In Nigeria, a country long touted as the “Giant of Africa,” the price of fuel has become a barometer for the nation’s economic health and a source of unrelenting frustration for its citizens. When the government announced the removal of the fuel subsidy in May 2023, it set off a cascade of economic consequences that continue to reverberate through every corner of Nigerian society. The fuel price crisis, far from being a singular event, represents a broader failure to address the structural problems in Nigeria’s economy.
At the heart of this crisis is the devaluation of the Naira, which has exacerbated the cost of imported goods, including fuel. As the Naira plummets in value, the cost of fuel has skyrocketed, placing an unbearable burden on Nigerians who are already grappling with high inflation, stagnant wages, and widespread unemployment. The government’s decision to remove the subsidy was touted as a necessary step towards deregulating the petroleum sector and attracting investment. Yet, it has also left many wondering if the timing was right, especially given the fragile state of the economy.

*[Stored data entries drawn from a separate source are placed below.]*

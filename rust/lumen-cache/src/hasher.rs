//! Deterministic 128-bit content digest.
//!
//! The reference construction runs xxHash32 four times over the same input
//! with four distinct seeds and packs the four 32-bit outputs into a 16-byte
//! digest in a fixed, host-endianness-independent order. The digest is not
//! cryptographic: it exists purely to address content-addressed storage at
//! speed, never to resist a deliberate collision attempt.

use std::hash::Hasher as _;
use twox_hash::XxHash32;

/// The four seeds used to derive the 128-bit digest from four 32-bit
/// xxHash32 outputs. Changing these is a cache-format break: every digest
/// computed under the old seeds becomes unreachable under the new ones, so
/// a seed change must ship with cache-directory purge guidance.
const HASH_SEEDS: [u32; 4] = [0x9E3779B1, 0x85EBCA77, 0xC2B2AE3D, 0x27D4EB2F];

/// A 128-bit content digest. Value type: created by [`hash`], never mutated.
#[derive(Debug, Clone, Copy, PartialEq, Eq, PartialOrd, Ord, Hash)]
pub struct Digest(pub [u8; 16]);

impl Digest {
    /// Lowercase 32-character hex encoding, used for object filenames and
    /// the index's `object_path` field.
    pub fn to_hex(&self) -> String {
        let mut s = String::with_capacity(32);
        for byte in self.0 {
            s.push_str(&format!("{:02x}", byte));
        }
        s
    }

    /// Parse a 32-character lowercase hex string back into a digest.
    /// Returns `None` if the input is not exactly 32 valid hex characters.
    pub fn from_hex(s: &str) -> Option<Self> {
        if s.len() != 32 {
            return None;
        }
        let mut bytes = [0u8; 16];
        for (i, byte) in bytes.iter_mut().enumerate() {
            *byte = u8::from_str_radix(&s[i * 2..i * 2 + 2], 16).ok()?;
        }
        Some(Digest(bytes))
    }
}

impl std::fmt::Display for Digest {
    fn fmt(&self, f: &mut std::fmt::Formatter<'_>) -> std::fmt::Result {
        f.write_str(&self.to_hex())
    }
}

/// Hash an arbitrary byte slice into a 128-bit [`Digest`].
///
/// Deterministic across platforms and runs for identical input; never
/// fails, performs no I/O, and allocates nothing beyond the returned value.
pub fn hash(bytes: &[u8]) -> Digest {
    let mut out = [0u8; 16];
    for (i, seed) in HASH_SEEDS.iter().enumerate() {
        let mut hasher = XxHash32::with_seed(*seed);
        hasher.write(bytes);
        let word = (hasher.finish() as u32).to_le_bytes();
        out[i * 4..i * 4 + 4].copy_from_slice(&word);
    }
    Digest(out)
}
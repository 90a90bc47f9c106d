use bytes::Bytes;

use crate::constants::{ID_SEPARATOR, LINE_DELIMITER};
use crate::stream::framing::types::{Frame, FrameType};

/// Render a settlement line (no terminator).
///
/// ```text
/// P12:[...]
/// ^ marker, ^ decimal id, ^ ':' then payload JSON
/// ```
pub fn encode_settlement(frame_type: FrameType, id: u64, payload: &str) -> String {
    let mut line = String::with_capacity(payload.len() + 24);
    line.push(frame_type.marker());
    line.push_str(&id.to_string());
    line.push(ID_SEPARATOR);
    line.push_str(payload);
    line
}

/// Terminate a line and hand it over as bytes.
pub fn frame_line(line: String) -> Bytes {
    let mut out = line.into_bytes();
    out.push(LINE_DELIMITER);
    Bytes::from(out)
}

pub fn encode_frame(frame: &Frame) -> Bytes {
    match frame {
        Frame::Initial(payload) => frame_line(payload.clone()),
        Frame::Settlement {
            frame_type,
            id,
            payload,
        } => frame_line(encode_settlement(*frame_type, *id, payload)),
    }
}
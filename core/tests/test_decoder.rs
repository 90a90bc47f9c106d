// Decoder orchestration: initial frame, draining, protocol and syntax
// failures, and fan-out rejection of pending placeholders.

#[cfg(test)]
mod tests {
    use futures::executor::block_on;
    use futures::io::Cursor;
    use graphwire_core::stream::{decode, DecodeOptions, Decoded};
    use graphwire_core::types::{ProtocolError, StreamError, SyntaxError};
    use graphwire_core::value::{Settlement, Value};

    fn start(input: &str) -> Result<Decoded, StreamError> {
        start_bytes(input.as_bytes())
    }

    fn start_bytes(input: &[u8]) -> Result<Decoded, StreamError> {
        block_on(decode(Cursor::new(input.to_vec()), DecodeOptions::new()))
    }

    fn settle(value: &Value) -> Settlement {
        block_on(value.as_deferred().unwrap().settled())
    }

    fn rejection_name(settlement: Settlement) -> String {
        settlement.unwrap_err().as_error().unwrap().name.clone()
    }

// # ✅ 1. Happy path

    #[test]
    fn placeholder_settles_after_drain() {
        let decoded = start("[{\"_1\":2,\"_3\":4},\"a\",1,\"b\",[\"P\",0]]\nP0:[2]\n").unwrap();
        assert_eq!(decoded.value.get("a"), Some(Value::from(1)));

        let b = decoded.value.get("b").unwrap();
        let snapshot = block_on(decoded.done).unwrap();
        assert_eq!(snapshot.frames_initial, 1);
        assert_eq!(snapshot.frames_resolve, 1);
        assert_eq!(settle(&b), Ok(Value::from(2)));
    }

    #[test]
    fn rejection_frame_rejects_placeholder() {
        let decoded = start("[[\"P\",0]]\nE0:[[\"E\",\"nope\",\"TypeError\"]]\n").unwrap();
        let root = decoded.value.clone();
        block_on(decoded.done).unwrap();

        let reason = settle(&root).unwrap_err();
        assert_eq!(reason, Value::named_error("TypeError", "nope"));
    }

    #[test]
    fn sentinel_root_completes_immediately() {
        let decoded = start("-2\n").unwrap();
        assert_eq!(decoded.value, Value::Null);
        let snapshot = block_on(decoded.done).unwrap();
        assert_eq!(snapshot.settlements(), 0);
    }

    #[test]
    fn missing_trailing_newline_is_fine() {
        let decoded = start("[[\"P\",0]]\nP0:-1").unwrap();
        let root = decoded.value.clone();
        block_on(decoded.done).unwrap();
        assert_eq!(settle(&root), Ok(Value::Undefined));
    }

    #[test]
    fn blank_lines_are_skipped() {
        let decoded = start("[[\"P\",0]]\n\n   \nP0:[1]\n\n").unwrap();
        let root = decoded.value.clone();
        let snapshot = block_on(decoded.done).unwrap();
        assert_eq!(snapshot.frames_skipped, 3);
        assert_eq!(settle(&root), Ok(Value::from(1)));
    }

    #[test]
    fn crlf_line_endings_are_accepted() {
        let decoded = start("[[\"P\",0]]\r\nP0:[1]\r\n").unwrap();
        let root = decoded.value.clone();
        block_on(decoded.done).unwrap();
        assert_eq!(settle(&root), Ok(Value::from(1)));
    }

    #[test]
    fn settlement_may_reference_earlier_fragments() {
        let decoded = start("[[1,2],{},[\"P\",0]]\nP0:[[\"Z\",1]]\n").unwrap();
        let shared = decoded.value.at(0).unwrap();
        let pending = decoded.value.at(1).unwrap();
        block_on(decoded.done).unwrap();
        assert!(settle(&pending).unwrap().ptr_eq(&shared));
    }

    #[test]
    fn nested_placeholders_chain() {
        let decoded = start("[[\"P\",0]]\nP0:[[\"P\",1]]\nP1:[\"deep\"]\n").unwrap();
        let root = decoded.value.clone();
        block_on(decoded.done).unwrap();

        let inner = settle(&root).unwrap();
        assert_eq!(settle(&inner), Ok(Value::from("deep")));
    }

// # ❌ 2. Initial frame failures

    #[test]
    fn empty_input_is_missing_initial_frame() {
        let err = start("").err().unwrap();
        assert!(matches!(err, StreamError::Syntax(SyntaxError::MissingInitialFrame)));
    }

    #[test]
    fn blank_initial_line_is_syntax_error() {
        let err = start("\nP0:[1]\n").err().unwrap();
        assert!(matches!(err, StreamError::Syntax(SyntaxError::EmptyInitialFrame)));
    }

    #[test]
    fn invalid_initial_json_is_syntax_error() {
        let err = start("{nope\n").err().unwrap();
        assert!(matches!(err, StreamError::Syntax(SyntaxError::InvalidJson(_))));
    }

    #[test]
    fn non_utf8_initial_line_is_syntax_error() {
        let err = start_bytes(&[0xff, 0xfe, b'\n']).err().unwrap();
        assert!(matches!(err, StreamError::Syntax(SyntaxError::InvalidUtf8(_))));
    }

// # ❌ 3. Drain failures reject every pending placeholder

    #[test]
    fn unknown_id_is_protocol_error() {
        let decoded = start("[[1,2],[\"P\",0],[\"P\",1]]\nP7:[1]\n").unwrap();
        let first = decoded.value.at(0).unwrap();
        let second = decoded.value.at(1).unwrap();

        let err = block_on(decoded.done).unwrap_err();
        assert!(matches!(err, StreamError::Protocol(ProtocolError::UnknownDeferred(7))));
        assert_eq!(rejection_name(settle(&first)), "ProtocolError");
        assert_eq!(rejection_name(settle(&second)), "ProtocolError");
    }

    #[test]
    fn second_settlement_for_same_id_is_protocol_error() {
        let decoded = start("[[\"P\",0]]\nP0:[1]\nP0:[2]\n").unwrap();
        let root = decoded.value.clone();
        let err = block_on(decoded.done).unwrap_err();
        assert!(err.is_protocol());
        assert_eq!(settle(&root), Ok(Value::from(1)));
    }

    #[test]
    fn premature_end_is_protocol_error() {
        let decoded = start("[[1,2],[\"P\",0],[\"P\",1]]\nP1:[true]\n").unwrap();
        let first = decoded.value.at(0).unwrap();
        let second = decoded.value.at(1).unwrap();

        let err = block_on(decoded.done).unwrap_err();
        assert!(matches!(
            err,
            StreamError::Protocol(ProtocolError::StreamClosed { pending: 1 })
        ));
        assert_eq!(settle(&second), Ok(Value::from(true)));
        assert_eq!(rejection_name(settle(&first)), "ProtocolError");
    }

    #[test]
    fn bad_marker_is_syntax_error() {
        let decoded = start("[[\"P\",0]]\nQ0:[1]\n").unwrap();
        let root = decoded.value.clone();
        let err = block_on(decoded.done).unwrap_err();
        assert!(err.is_syntax());
        assert_eq!(rejection_name(settle(&root)), "SyntaxError");
    }

    #[test]
    fn bad_payload_json_is_syntax_error() {
        let decoded = start("[[\"P\",0]]\nP0:[1\n").unwrap();
        let root = decoded.value.clone();
        let err = block_on(decoded.done).unwrap_err();
        assert!(matches!(err, StreamError::Syntax(SyntaxError::InvalidJson(_))));
        assert!(settle(&root).is_err());
    }

    #[test]
    fn bare_index_settlement_is_syntax_error() {
        let decoded = start("[[1],\"x\",[\"P\",0]]\nP0:1\n").unwrap();
        let root = decoded.value.clone();
        let err = block_on(decoded.done).unwrap_err();
        assert!(err.is_syntax(), "{err}");
        assert_eq!(root.at(0), Some(Value::from("x")));
    }

    #[test]
    fn non_utf8_settlement_line_is_syntax_error() {
        let decoded = start_bytes(b"[[1,2],[\"P\",0],[\"P\",1]]\nP0:[\"\xff\"]\n").unwrap();
        let first = decoded.value.at(0).unwrap();
        let second = decoded.value.at(1).unwrap();

        let err = block_on(decoded.done).unwrap_err();
        assert!(matches!(err, StreamError::Syntax(SyntaxError::InvalidUtf8(_))));
        assert_eq!(rejection_name(settle(&first)), "SyntaxError");
        assert_eq!(rejection_name(settle(&second)), "SyntaxError");
    }

    #[test]
    fn dropping_drain_rejects_placeholders() {
        let decoded = start("[[\"P\",0]]\nP0:[1]\n").unwrap();
        let root = decoded.value.clone();
        drop(decoded);
        assert!(settle(&root).is_err());
    }
}
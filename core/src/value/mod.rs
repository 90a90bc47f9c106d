//! value/mod.rs
//! Dynamic value graph: composites with shared identity, deferred values,
//! and plugin-carried opaque host values.

pub mod types;
pub mod deferred;
mod eq;

pub use types::*;
pub use deferred::{Deferred, Resolver, SettledFuture, Settlement};
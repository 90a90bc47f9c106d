//! graphwire-core
//!
//! Streaming serialization of value graphs whose parts may not be ready yet.
//! Shared and cyclic structure survives the round trip; deferred values are
//! sent as placeholders and filled in by later frames as they settle.

#![forbid(unsafe_code)]

// Shared and top level
pub mod constants;
pub mod types;

pub mod value;
pub mod plugins;
pub mod telemetry;

// Stream layers
pub mod stream;

// -----------------------------------------------------------------------------
// Prelude (Rust users)
// -----------------------------------------------------------------------------
pub mod prelude {
    pub use crate::plugins::{DecodePlugin, EncodePlugin, PluginEncoded};
    pub use crate::stream::{
        decode, decode_from_source, encode, encode_to_sink, ApiConfig, CancellationToken,
        DecodeOptions, Decoded, EncodeOptions, InputSource, OutputSink,
    };
    pub use crate::telemetry::TelemetrySnapshot;
    pub use crate::types::{ProtocolError, StreamError, SyntaxError};
    pub use crate::value::{Deferred, ErrorValue, Resolver, Settlement, Value};
}
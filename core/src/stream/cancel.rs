//! stream/cancel.rs
//! Cancellation of an in-progress encode.
//!
//! Every deferred the encoder awaits is raced against the token. Once the
//! token fires, each race that has not finished rejects with the token's
//! reason, which the encoder turns into rejection frames as usual.

use std::fmt;
use std::sync::{Arc, Mutex, PoisonError};

use futures::future::{self, BoxFuture, Either, FutureExt};
use futures_intrusive::sync::ManualResetEvent;

use crate::constants::CANCELLED_MESSAGE;
use crate::value::{Deferred, Settlement, Value};

/// Error name carried by the default cancellation reason.
pub const ABORT_ERROR_NAME: &str = "AbortError";

#[derive(Clone)]
pub struct CancellationToken {
    inner: Arc<TokenInner>,
}

struct TokenInner {
    event: ManualResetEvent,
    reason: Mutex<Option<Value>>,
}

impl Default for CancellationToken {
    fn default() -> Self {
        Self::new()
    }
}

impl CancellationToken {
    pub fn new() -> Self {
        Self {
            inner: Arc::new(TokenInner {
                event: ManualResetEvent::new(false),
                reason: Mutex::new(None),
            }),
        }
    }

    pub fn cancel(&self) {
        self.cancel_with(Value::named_error(ABORT_ERROR_NAME, CANCELLED_MESSAGE));
    }

    /// Cancel with a specific reason. Only the first reason sticks.
    pub fn cancel_with(&self, reason: Value) {
        {
            let mut slot = self.inner.reason.lock().unwrap_or_else(PoisonError::into_inner);
            if slot.is_none() {
                *slot = Some(reason);
            }
        }
        self.inner.event.set();
    }

    pub fn is_cancelled(&self) -> bool {
        self.inner.event.is_set()
    }

    pub fn reason(&self) -> Option<Value> {
        self.inner
            .reason
            .lock()
            .unwrap_or_else(PoisonError::into_inner)
            .clone()
    }

    /// Completes once the token has been cancelled.
    pub async fn cancelled(&self) {
        self.inner.event.wait().await
    }

    fn reason_or_default(&self) -> Value {
        self.reason()
            .unwrap_or_else(|| Value::named_error(ABORT_ERROR_NAME, CANCELLED_MESSAGE))
    }
}

impl fmt::Debug for CancellationToken {
    fn fmt(&self, f: &mut fmt::Formatter<'_>) -> fmt::Result {
        f.debug_struct("CancellationToken")
            .field("cancelled", &self.is_cancelled())
            .finish()
    }
}

/// Await `deferred`, or the first of `tokens` to fire, whichever comes first.
pub(crate) fn race(
    id: u64,
    deferred: Deferred,
    tokens: Vec<CancellationToken>,
) -> BoxFuture<'static, (u64, Settlement)> {
    async move {
        if let Some(token) = tokens.iter().find(|t| t.is_cancelled()) {
            return (id, Err(token.reason_or_default()));
        }
        if tokens.is_empty() {
            return (id, deferred.await);
        }

        let settled = deferred.settled();
        let cancelled = future::select_all(tokens.into_iter().map(|token| {
            async move {
                token.cancelled().await;
                token
            }
            .boxed()
        }));
        let settlement = match future::select(settled, cancelled).await {
            Either::Left((settlement, _)) => settlement,
            Either::Right(((token, _, _), _)) => {
                tracing::debug!(deferred_id = id, "deferred value cancelled");
                Err(token.reason_or_default())
            }
        };
        (id, settlement)
    }
    .boxed()
}
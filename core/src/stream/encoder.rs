//! stream/encoder.rs
//! Produces the frames of one encoded stream.
//!
//! The first frame carries the root value. Every deferred value met while
//! flattening is registered and awaited; whichever settles first produces the
//! next frame. A settlement frame carries only the fragments appended since
//! the previous frame, so nothing already sent is sent again. The stream ends
//! once no deferred value is outstanding.

use std::time::Instant;

use futures::future::BoxFuture;
use futures::stream::{self, BoxStream, FuturesUnordered, StreamExt};
use bytes::Bytes;

use crate::constants::UNKNOWN_ERROR_MESSAGE;
use crate::stream::cancel::{race, CancellationToken};
use crate::stream::flatten::EncodeState;
use crate::stream::fragment::RefId;
use crate::stream::framing::{encode_settlement, frame_line, FrameType};
use crate::stream::options::EncodeOptions;
use crate::telemetry::{Stage, TelemetryCounters, TelemetrySnapshot, TelemetryTimer};
use crate::types::StreamError;
use crate::value::{Settlement, Value};

/// Newline-terminated frames, in emission order.
pub type FrameStream = BoxStream<'static, Result<Bytes, StreamError>>;

enum Phase {
    Initial(Value),
    Settling,
    Closed,
}

pub struct FrameEncoder {
    state: EncodeState,
    phase: Phase,
    in_flight: FuturesUnordered<BoxFuture<'static, (u64, Settlement)>>,
    // Highest table index already written to the wire.
    high_water: Option<usize>,
    cancellation: Vec<CancellationToken>,
    counters: TelemetryCounters,
    timer: TelemetryTimer,
}

impl FrameEncoder {
    pub fn new(value: Value, options: EncodeOptions) -> Self {
        Self {
            state: EncodeState::new(options.plugins),
            phase: Phase::Initial(value),
            in_flight: FuturesUnordered::new(),
            high_water: None,
            cancellation: options.cancellation.into_iter().collect(),
            counters: TelemetryCounters::default(),
            timer: TelemetryTimer::new(),
        }
    }

    pub fn state(&self) -> &EncodeState {
        &self.state
    }

    /// Highest fragment index emitted so far.
    pub fn high_water_mark(&self) -> Option<usize> {
        self.high_water
    }

    pub fn counters(&self) -> &TelemetryCounters {
        &self.counters
    }

    pub fn is_closed(&self) -> bool {
        matches!(self.phase, Phase::Closed)
    }

    /// Also race deferred values against `token`. Only affects deferred
    /// values not yet being awaited.
    pub fn add_cancellation(&mut self, token: CancellationToken) {
        self.cancellation.push(token);
    }

    pub fn snapshot(&self) -> TelemetrySnapshot {
        TelemetrySnapshot::from(&self.counters, &self.timer)
    }

    /// Next frame as a line without terminator, or `None` once the stream has
    /// ended. An error ends the stream.
    pub async fn next_frame(&mut self) -> Option<Result<String, StreamError>> {
        match std::mem::replace(&mut self.phase, Phase::Closed) {
            Phase::Initial(value) => {
                let frame = self.initial_frame(&value);
                if frame.is_ok() && !self.state.registry().is_empty() {
                    self.phase = Phase::Settling;
                } else {
                    self.close();
                }
                Some(frame)
            }
            Phase::Settling => {
                if self.state.registry().is_empty() {
                    self.close();
                    return None;
                }
                self.schedule();

                let start = Instant::now();
                let next = self.in_flight.next().await;
                self.timer.add_stage_time(Stage::Settle, start.elapsed());

                let frame = match next {
                    Some((id, settlement)) => self.settlement_frame(id, settlement),
                    None => Err(StreamError::Invariant(
                        "deferred values registered but none in flight",
                    )),
                };
                if frame.is_ok() {
                    self.phase = Phase::Settling;
                } else {
                    self.close();
                }
                Some(frame)
            }
            Phase::Closed => None,
        }
    }

    /// Drive the encoder as a stream of terminated lines.
    pub fn into_stream(self) -> FrameStream {
        stream::unfold(self, |mut encoder| async move {
            let frame = encoder.next_frame().await?;
            Some((frame.map(frame_line), encoder))
        })
        .boxed()
    }

    fn close(&mut self) {
        self.phase = Phase::Closed;
        self.timer.finish();
        tracing::debug!(
            frames = self.counters.total_frames(),
            fragments = self.counters.fragments,
            bytes = self.counters.bytes,
            "encode stream closed"
        );
    }

    fn schedule(&mut self) {
        for (id, deferred) in self.state.registry_mut().schedule() {
            tracing::trace!(deferred_id = id, "awaiting deferred value");
            self.in_flight
                .push(race(id, deferred, self.cancellation.clone()));
        }
    }

    fn initial_frame(&mut self, value: &Value) -> Result<String, StreamError> {
        let start = Instant::now();
        let reference = self.state.flatten(value)?;
        self.timer.add_stage_time(Stage::Flatten, start.elapsed());

        let (line, fragments) = match reference {
            RefId::Sentinel(sentinel) => (sentinel.code().to_string(), 0),
            RefId::Index(_) => {
                let table = self.state.table();
                self.high_water = table.last_index();
                (table.payload_from(0), table.len())
            }
            RefId::BackRef(_) => {
                return Err(StreamError::Invariant(
                    "root value resolved to an existing fragment",
                ))
            }
        };

        self.counters.add_initial(line.len() + 1, fragments);
        tracing::debug!(
            fragments,
            deferred = self.state.registry().len(),
            "initial frame"
        );
        Ok(line)
    }

    fn settlement_frame(&mut self, id: u64, settlement: Settlement) -> Result<String, StreamError> {
        let start = Instant::now();
        let (mut frame_type, value) = match settlement {
            Ok(value) => (FrameType::Resolve, value),
            Err(reason) => (FrameType::Reject, normalize_rejection(reason)),
        };

        let checkpoint = self.state.checkpoint();
        let reference = match self.state.flatten(&value) {
            Ok(reference) => reference,
            Err(err) => {
                self.state.rollback(checkpoint);
                tracing::warn!(deferred_id = id, error = %err, "settled value cannot be encoded; rejecting");
                frame_type = FrameType::Reject;
                self.state.flatten(&Value::error(err.to_string()))?
            }
        };
        self.timer.add_stage_time(Stage::Flatten, start.elapsed());

        let (payload, fragments) = match reference {
            RefId::Sentinel(sentinel) => (sentinel.code().to_string(), 0),
            RefId::BackRef(target) => {
                let alias = self.state.push_alias(target);
                self.high_water = self.state.table().last_index();
                self.counters.add_alias();
                (format!("[{}]", alias), 1)
            }
            RefId::Index(_) => {
                let start = self.high_water.map_or(0, |hw| hw + 1);
                let table = self.state.table();
                let payload = table.payload_from(start);
                let fragments = table.len() - start;
                self.high_water = table.last_index();
                (payload, fragments)
            }
        };

        if !self.state.registry_mut().remove(id) {
            return Err(StreamError::Invariant("settled an unregistered deferred id"));
        }

        let line = encode_settlement(frame_type, id, &payload);
        self.counters
            .add_settlement(frame_type, line.len() + 1, fragments);
        tracing::debug!(
            deferred_id = id,
            frame = frame_type.as_str(),
            fragments,
            outstanding = self.state.registry().len(),
            "settlement frame"
        );
        Ok(line)
    }
}

/// Rejections always carry an error value.
fn normalize_rejection(reason: Value) -> Value {
    match reason {
        Value::Error(_) => reason,
        other => {
            tracing::debug!(kind = other.type_name(), "non-error rejection reason replaced");
            Value::error(UNKNOWN_ERROR_MESSAGE)
        }
    }
}

/// Encode `value` as a stream of frames.
pub fn encode(value: Value, options: EncodeOptions) -> FrameStream {
    FrameEncoder::new(value, options).into_stream()
}
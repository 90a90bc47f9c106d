//! stream/options.rs
//! Per-call options for encode and decode.

use std::fmt;
use std::sync::Arc;

use crate::plugins::{DecodePlugin, DecodePlugins, EncodePlugin, EncodePlugins};
use crate::stream::cancel::CancellationToken;

#[derive(Clone, Default)]
pub struct EncodeOptions {
    /// Consulted in order for values the built-in encoding does not know.
    pub plugins: EncodePlugins,
    /// Races every deferred value; see [`CancellationToken`].
    pub cancellation: Option<CancellationToken>,
}

impl EncodeOptions {
    pub fn new() -> Self {
        Self::default()
    }

    pub fn with_plugin<P: EncodePlugin + 'static>(mut self, plugin: P) -> Self {
        self.plugins.push(Arc::new(plugin));
        self
    }

    pub fn with_cancellation(mut self, token: CancellationToken) -> Self {
        self.cancellation = Some(token);
        self
    }
}

impl fmt::Debug for EncodeOptions {
    fn fmt(&self, f: &mut fmt::Formatter<'_>) -> fmt::Result {
        f.debug_struct("EncodeOptions")
            .field("plugins", &self.plugins.len())
            .field("cancellation", &self.cancellation)
            .finish()
    }
}

#[derive(Clone, Default)]
pub struct DecodeOptions {
    pub plugins: DecodePlugins,
}

impl DecodeOptions {
    pub fn new() -> Self {
        Self::default()
    }

    pub fn with_plugin<P: DecodePlugin + 'static>(mut self, plugin: P) -> Self {
        self.plugins.push(Arc::new(plugin));
        self
    }
}

impl fmt::Debug for DecodeOptions {
    fn fmt(&self, f: &mut fmt::Formatter<'_>) -> fmt::Result {
        f.debug_struct("DecodeOptions")
            .field("plugins", &self.plugins.len())
            .finish()
    }
}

To fully grasp the fuel price crisis, one must first understand the role of the Dangote Refinery, which has been hailed as a potential game-changer for Nigeria’s oil sector. Located in Lagos, the refinery is designed to have the capacity to produce 650,000 barrels per day, making it the largest single-train refinery in the world. The idea behind the refinery was simple: reduce Nigeria’s dependence on imported refined petroleum products, save foreign exchange, and create jobs. However, the reality has proven more complex. Despite the refinery’s promise, it has yet to reach full operational capacity, leaving Nigeria still heavily reliant on imported fuel. As a result, the anticipated reduction in fuel prices has not materialized, and Nigerians continue to suffer under the weight of high costs.
Adding to the complexity is the Nigerian National Petroleum Corporation Limited (NNPCL), which finds itself in a precarious financial situation. Once the cornerstone of Nigeria’s oil sector, the NNPCL is now struggling under the weight of enormous debt. Years of mismanagement, corruption, and inefficiency have eroded the company’s ability to effectively manage Nigeria’s oil wealth. In an effort to keep up with its obligations, the NNPCL has resorted to borrowing heavily, which has only compounded its financial woes. As the government looks to the NNPCL to play a key role in the post-subsidy era, the company’s debt burden raises serious questions about its ability to deliver on its mandate.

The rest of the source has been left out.